Lady Stocks and Lady Summerskill, whose achievements in the field of women's liberation are formidable, choose to proceed by way of anecdote about their efforts in the past — efforts designed mainly to help other people — while tiresome youngsters like Emma Tennant write pointlessly theoretical articles with titles like ' Capitalism and the Fall of Woman.' Such pretentious theorising fails to conceal the twin characteristics of Women's Lib — self-regard, and self-pity.

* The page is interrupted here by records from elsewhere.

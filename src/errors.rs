//! Quotagate error types.

use thiserror::Error;

/// Why the authorization gate turned a request away.
///
/// These are ordinary outcomes of the decision pipeline, not faults.
#[derive(Debug, Clone, PartialEq, Eq, Error)]
pub enum Rejection {
    /// No API key was supplied with the request.
    #[error("Missing API key: supply it in the X-Api-Key header")]
    MissingKey,

    /// The key is unknown or its license is disabled.
    ///
    /// Both cases share one message so callers cannot probe the registry.
    #[error("Invalid API key")]
    InvalidKey,

    /// The metered key has used up its current window.
    #[error("Daily request limit exceeded, retry in {retry_after_secs}s")]
    QuotaExceeded {
        /// Seconds until the current window resets.
        retry_after_secs: u64,
        /// Pacing hint that grows with repeated over-limit requests.
        backoff_ms: u64,
    },

    /// The key is valid but not on the license management allowlist.
    #[error("API key is not allowed to manage licenses")]
    ManagementDenied,
}

/// Errors that can occur while running the gateway.
#[derive(Debug, Error)]
pub enum QuotagateError {
    /// Configuration is invalid.
    #[error("Configuration error: {0}")]
    ConfigError(String),

    /// The license registry file could not be read, parsed or written.
    #[error("License registry I/O error: {0}")]
    RegistryIO(String),

    /// The request body or parameters are malformed.
    #[error("Invalid request: {0}")]
    InvalidRequest(String),

    /// The listener could not be bound or the server loop failed.
    #[error("Server I/O error: {0}")]
    ServerIO(String),

    /// The upstream generation endpoint failed or timed out.
    #[error("Upstream unavailable: {0}")]
    UpstreamUnavailable(String),

    /// The authorization gate rejected the request.
    #[error(transparent)]
    Rejected(#[from] Rejection),
}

If, however, all this radical twittering — and such other efforts as Women's Liberation Workshop, Women's Lib theatre and Miss Mitchell's proposed revolutionary strategy, in alliance with Black Power and international study movements — is at a sharp angle from the problems of real life, that is not to say that the complaints of women against the current mores and practices of the traditional society are not many, various, and often justified. Each of the practical victimisations of women which I have already mentioned is a violation of traditional principles because, in each case, by putting women at a disadvantage, the concepts of family and responsibility are endangered. There are other such violations: most notable among them is our failure to provide legally for equitable division of marital property on the break-up of a marriage and our failure to pay equally for work of equal value. Even in these two cases, however, radical legislation — in the first case the recent Divorce Act and the accompanying Matrimonial Proceedings and Property Act, and in the second the Equal Pay Act — has set the clock back rather than forward, in that both pieces of legislation, while striving to enshrine a radical principle, have created serious practical anomalies. It is not, •of course, the articulate and educated Women's Libber who will suffer from these anomalies.